__Data extract__:

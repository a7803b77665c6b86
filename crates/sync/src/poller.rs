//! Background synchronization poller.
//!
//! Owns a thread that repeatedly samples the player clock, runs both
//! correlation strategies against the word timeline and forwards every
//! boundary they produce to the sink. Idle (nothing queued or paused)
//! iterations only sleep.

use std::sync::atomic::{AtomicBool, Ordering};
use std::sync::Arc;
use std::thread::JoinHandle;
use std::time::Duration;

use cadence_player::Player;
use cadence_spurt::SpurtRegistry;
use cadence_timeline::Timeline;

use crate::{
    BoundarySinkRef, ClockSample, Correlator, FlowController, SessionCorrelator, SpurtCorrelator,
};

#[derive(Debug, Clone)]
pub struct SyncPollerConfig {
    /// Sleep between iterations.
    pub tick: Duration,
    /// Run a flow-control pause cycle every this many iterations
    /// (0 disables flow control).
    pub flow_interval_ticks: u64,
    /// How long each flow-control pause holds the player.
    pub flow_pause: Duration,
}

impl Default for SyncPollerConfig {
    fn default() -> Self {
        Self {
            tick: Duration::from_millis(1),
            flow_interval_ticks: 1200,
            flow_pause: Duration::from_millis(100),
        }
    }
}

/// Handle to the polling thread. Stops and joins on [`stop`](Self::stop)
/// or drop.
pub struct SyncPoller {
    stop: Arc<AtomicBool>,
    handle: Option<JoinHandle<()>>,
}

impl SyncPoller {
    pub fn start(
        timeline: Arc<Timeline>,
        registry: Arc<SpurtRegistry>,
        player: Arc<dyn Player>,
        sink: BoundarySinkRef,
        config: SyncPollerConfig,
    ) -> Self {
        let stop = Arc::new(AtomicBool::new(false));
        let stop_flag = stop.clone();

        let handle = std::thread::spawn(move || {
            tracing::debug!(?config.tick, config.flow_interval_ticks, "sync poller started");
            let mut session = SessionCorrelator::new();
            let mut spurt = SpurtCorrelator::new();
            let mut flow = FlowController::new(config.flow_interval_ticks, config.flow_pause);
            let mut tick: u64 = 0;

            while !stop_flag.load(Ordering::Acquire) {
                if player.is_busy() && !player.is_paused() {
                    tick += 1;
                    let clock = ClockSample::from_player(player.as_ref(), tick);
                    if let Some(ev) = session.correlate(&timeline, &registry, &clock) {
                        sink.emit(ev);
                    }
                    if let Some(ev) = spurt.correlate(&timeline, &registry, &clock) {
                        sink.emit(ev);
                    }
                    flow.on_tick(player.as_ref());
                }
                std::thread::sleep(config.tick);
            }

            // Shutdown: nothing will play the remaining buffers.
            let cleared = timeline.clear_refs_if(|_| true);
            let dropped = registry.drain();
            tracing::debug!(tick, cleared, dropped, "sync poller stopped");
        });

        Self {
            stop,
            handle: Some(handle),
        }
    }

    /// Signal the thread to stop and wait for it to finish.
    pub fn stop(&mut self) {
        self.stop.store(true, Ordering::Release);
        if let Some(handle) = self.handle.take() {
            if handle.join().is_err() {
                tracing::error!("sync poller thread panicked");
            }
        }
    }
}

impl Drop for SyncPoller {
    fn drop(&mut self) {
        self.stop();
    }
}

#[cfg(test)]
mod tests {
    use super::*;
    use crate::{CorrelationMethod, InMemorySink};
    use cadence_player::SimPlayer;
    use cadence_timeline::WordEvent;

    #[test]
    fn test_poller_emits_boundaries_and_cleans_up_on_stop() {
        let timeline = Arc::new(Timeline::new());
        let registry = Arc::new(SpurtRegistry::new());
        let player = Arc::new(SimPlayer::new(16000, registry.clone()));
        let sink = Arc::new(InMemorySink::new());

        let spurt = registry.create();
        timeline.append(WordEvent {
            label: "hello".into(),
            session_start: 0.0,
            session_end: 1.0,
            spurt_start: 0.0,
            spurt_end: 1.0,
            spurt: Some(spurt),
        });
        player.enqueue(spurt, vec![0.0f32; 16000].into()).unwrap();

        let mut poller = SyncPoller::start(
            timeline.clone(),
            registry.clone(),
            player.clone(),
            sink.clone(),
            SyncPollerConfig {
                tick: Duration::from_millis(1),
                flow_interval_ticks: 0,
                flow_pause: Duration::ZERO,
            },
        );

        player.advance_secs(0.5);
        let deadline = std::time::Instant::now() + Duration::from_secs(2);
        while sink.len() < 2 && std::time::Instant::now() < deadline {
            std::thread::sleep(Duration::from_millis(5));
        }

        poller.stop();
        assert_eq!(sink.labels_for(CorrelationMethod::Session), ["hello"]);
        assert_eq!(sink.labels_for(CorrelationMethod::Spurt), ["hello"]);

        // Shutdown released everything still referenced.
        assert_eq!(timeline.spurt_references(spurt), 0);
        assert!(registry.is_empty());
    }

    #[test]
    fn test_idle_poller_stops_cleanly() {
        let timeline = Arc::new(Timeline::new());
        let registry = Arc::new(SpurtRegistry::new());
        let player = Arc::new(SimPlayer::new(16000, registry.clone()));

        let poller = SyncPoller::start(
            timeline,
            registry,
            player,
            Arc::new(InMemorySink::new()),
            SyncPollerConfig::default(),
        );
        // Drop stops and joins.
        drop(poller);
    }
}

__Exercise aim__: In the entries above, find each line with the word "AtomicBool" and return it.

__Answer to the exercise__:
use std::sync::atomic::{AtomicBool, Ordering};
    stop: Arc<AtomicBool>,
        let stop = Arc::new(AtomicBool::new(false));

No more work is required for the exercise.